Extract from the entries below, exactly as given, only the lines from the line containing "filename userbase-server/src/error.rs" to the line containing "exceeded its deadline", both lines included.
--- Materials provided Enclosed Below ---
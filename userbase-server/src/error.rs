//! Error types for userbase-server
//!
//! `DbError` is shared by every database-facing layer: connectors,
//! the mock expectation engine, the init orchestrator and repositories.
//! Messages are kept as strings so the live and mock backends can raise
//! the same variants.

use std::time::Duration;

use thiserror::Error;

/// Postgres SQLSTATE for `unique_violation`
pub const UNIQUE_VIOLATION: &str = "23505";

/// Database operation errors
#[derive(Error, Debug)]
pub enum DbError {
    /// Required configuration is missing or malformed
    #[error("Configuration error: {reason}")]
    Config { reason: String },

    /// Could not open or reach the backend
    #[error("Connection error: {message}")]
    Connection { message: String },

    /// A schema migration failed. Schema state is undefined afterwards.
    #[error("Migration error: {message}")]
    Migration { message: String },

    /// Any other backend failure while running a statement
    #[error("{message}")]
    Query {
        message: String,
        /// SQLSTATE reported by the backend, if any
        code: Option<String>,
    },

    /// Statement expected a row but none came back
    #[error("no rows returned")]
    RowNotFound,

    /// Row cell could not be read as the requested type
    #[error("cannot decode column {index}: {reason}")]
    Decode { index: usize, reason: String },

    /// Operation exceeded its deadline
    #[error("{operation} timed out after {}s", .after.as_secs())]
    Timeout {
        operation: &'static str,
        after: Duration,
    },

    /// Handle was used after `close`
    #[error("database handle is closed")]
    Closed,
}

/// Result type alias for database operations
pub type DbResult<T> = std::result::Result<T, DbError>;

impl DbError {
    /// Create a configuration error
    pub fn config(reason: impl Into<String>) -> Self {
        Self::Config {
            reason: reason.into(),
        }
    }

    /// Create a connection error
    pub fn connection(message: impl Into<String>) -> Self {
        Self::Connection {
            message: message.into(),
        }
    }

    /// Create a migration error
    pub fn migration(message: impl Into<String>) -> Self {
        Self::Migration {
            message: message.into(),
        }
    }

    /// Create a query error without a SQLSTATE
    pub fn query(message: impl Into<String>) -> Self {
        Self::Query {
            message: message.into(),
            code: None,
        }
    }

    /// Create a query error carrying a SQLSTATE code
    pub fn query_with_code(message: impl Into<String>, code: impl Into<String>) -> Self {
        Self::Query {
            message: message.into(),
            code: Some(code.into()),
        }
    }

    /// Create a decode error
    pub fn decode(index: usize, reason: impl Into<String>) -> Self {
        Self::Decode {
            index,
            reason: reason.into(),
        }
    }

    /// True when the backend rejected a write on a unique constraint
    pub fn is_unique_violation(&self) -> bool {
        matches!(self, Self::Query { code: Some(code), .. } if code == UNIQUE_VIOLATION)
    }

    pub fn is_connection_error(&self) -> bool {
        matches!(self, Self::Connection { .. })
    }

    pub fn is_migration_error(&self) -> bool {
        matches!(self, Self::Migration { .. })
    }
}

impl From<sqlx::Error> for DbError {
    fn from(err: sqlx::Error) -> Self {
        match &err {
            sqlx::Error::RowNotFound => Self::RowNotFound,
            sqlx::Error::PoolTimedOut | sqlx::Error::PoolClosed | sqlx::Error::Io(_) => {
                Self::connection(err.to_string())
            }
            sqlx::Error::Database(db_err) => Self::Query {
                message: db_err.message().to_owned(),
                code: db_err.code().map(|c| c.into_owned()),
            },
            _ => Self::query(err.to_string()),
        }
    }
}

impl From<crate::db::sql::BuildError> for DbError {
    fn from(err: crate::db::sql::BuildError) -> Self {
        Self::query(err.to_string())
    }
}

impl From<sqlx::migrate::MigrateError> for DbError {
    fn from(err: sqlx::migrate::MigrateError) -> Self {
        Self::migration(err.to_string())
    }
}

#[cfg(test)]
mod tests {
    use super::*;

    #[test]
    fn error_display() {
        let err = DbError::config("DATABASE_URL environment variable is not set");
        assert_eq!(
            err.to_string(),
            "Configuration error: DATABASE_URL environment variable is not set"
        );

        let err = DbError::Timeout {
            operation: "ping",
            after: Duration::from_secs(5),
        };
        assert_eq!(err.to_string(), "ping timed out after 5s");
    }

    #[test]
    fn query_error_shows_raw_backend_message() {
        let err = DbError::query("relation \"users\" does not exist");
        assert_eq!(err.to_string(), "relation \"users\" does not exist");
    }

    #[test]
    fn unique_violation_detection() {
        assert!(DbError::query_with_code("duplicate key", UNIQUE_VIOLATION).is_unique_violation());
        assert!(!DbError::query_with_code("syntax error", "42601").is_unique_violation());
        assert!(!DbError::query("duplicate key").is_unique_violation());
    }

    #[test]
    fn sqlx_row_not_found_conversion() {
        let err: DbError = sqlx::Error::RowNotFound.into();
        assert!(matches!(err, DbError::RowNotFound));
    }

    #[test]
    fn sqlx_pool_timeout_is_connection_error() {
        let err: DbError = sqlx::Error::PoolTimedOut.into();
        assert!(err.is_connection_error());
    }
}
--- End of Enclosed Materials provided ---
--- Materials provided Enclosed Below ---
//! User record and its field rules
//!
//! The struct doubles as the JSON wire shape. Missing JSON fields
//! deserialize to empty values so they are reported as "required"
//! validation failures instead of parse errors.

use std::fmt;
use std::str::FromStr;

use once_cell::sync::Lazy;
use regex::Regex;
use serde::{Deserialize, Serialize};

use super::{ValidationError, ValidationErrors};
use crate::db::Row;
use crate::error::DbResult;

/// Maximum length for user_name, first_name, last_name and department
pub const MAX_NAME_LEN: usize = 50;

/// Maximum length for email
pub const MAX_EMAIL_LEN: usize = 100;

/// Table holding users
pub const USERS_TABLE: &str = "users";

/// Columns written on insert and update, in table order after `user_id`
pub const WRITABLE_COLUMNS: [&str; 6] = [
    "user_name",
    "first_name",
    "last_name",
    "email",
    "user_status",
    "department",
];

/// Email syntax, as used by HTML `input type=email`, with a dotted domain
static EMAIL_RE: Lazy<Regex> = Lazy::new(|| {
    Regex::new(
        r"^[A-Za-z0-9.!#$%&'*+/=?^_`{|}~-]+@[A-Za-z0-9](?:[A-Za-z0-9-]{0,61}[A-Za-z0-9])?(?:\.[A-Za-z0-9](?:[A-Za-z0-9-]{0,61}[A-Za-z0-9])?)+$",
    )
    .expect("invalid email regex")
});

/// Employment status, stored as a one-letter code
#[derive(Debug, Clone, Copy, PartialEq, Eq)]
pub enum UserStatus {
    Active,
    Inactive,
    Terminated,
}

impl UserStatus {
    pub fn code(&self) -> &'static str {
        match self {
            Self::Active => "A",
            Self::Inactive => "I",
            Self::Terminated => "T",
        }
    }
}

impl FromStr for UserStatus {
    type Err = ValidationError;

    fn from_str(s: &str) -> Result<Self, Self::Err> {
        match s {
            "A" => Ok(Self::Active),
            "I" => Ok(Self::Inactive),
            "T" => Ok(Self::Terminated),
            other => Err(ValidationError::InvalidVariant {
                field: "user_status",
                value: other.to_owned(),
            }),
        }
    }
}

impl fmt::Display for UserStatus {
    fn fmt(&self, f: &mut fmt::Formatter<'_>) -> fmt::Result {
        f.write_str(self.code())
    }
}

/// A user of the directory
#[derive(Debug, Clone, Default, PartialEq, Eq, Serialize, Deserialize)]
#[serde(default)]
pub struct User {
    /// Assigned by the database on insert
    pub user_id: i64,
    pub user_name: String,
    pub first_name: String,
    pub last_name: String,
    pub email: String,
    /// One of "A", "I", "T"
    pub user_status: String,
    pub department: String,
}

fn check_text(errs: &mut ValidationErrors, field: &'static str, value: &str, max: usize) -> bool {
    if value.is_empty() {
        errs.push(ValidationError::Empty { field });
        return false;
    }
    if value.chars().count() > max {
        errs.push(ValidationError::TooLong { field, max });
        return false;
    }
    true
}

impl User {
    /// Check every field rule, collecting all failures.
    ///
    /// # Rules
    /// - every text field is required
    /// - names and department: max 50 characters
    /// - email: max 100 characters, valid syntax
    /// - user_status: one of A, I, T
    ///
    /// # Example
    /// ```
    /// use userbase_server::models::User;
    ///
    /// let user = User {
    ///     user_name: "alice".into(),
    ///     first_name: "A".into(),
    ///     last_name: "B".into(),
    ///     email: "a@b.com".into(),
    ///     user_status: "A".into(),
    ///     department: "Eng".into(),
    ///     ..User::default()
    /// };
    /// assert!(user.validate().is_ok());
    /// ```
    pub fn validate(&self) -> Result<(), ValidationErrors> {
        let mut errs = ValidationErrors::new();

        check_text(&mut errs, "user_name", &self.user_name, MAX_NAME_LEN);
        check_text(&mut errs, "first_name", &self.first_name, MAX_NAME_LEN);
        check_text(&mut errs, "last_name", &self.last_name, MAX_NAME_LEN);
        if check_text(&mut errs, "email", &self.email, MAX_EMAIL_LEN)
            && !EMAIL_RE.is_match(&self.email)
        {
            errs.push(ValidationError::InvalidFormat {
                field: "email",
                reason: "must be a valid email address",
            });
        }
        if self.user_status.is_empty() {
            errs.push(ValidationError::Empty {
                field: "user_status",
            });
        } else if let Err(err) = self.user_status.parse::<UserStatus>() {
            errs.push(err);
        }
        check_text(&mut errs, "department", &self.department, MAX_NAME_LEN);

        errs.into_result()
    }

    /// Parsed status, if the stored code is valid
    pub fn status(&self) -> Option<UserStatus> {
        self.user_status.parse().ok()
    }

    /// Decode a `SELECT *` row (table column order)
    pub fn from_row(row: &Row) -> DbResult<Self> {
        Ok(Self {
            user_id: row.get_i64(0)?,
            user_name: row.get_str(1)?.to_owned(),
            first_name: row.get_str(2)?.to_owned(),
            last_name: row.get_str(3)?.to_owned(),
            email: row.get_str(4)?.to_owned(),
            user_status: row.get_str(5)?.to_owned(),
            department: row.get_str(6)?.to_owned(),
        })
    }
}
--- End of Enclosed Materials provided ---
> **Written response**:
filename userbase-server/src/error.rs
//! Error types for userbase-server
//!
//! `DbError` is shared by every database-facing layer: connectors,
//! the mock expectation engine, the init orchestrator and repositories.
//! Messages are kept as strings so the live and mock backends can raise
//! the same variants.

use std::time::Duration;

use thiserror::Error;

/// Postgres SQLSTATE for `unique_violation`
pub const UNIQUE_VIOLATION: &str = "23505";

/// Database operation errors
#[derive(Error, Debug)]
pub enum DbError {
    /// Required configuration is missing or malformed
    #[error("Configuration error: {reason}")]
    Config { reason: String },

    /// Could not open or reach the backend
    #[error("Connection error: {message}")]
    Connection { message: String },

    /// A schema migration failed. Schema state is undefined afterwards.
    #[error("Migration error: {message}")]
    Migration { message: String },

    /// Any other backend failure while running a statement
    #[error("{message}")]
    Query {
        message: String,
        /// SQLSTATE reported by the backend, if any
        code: Option<String>,
    },

    /// Statement expected a row but none came back
    #[error("no rows returned")]
    RowNotFound,

    /// Row cell could not be read as the requested type
    #[error("cannot decode column {index}: {reason}")]
    Decode { index: usize, reason: String },

    /// Operation exceeded its deadline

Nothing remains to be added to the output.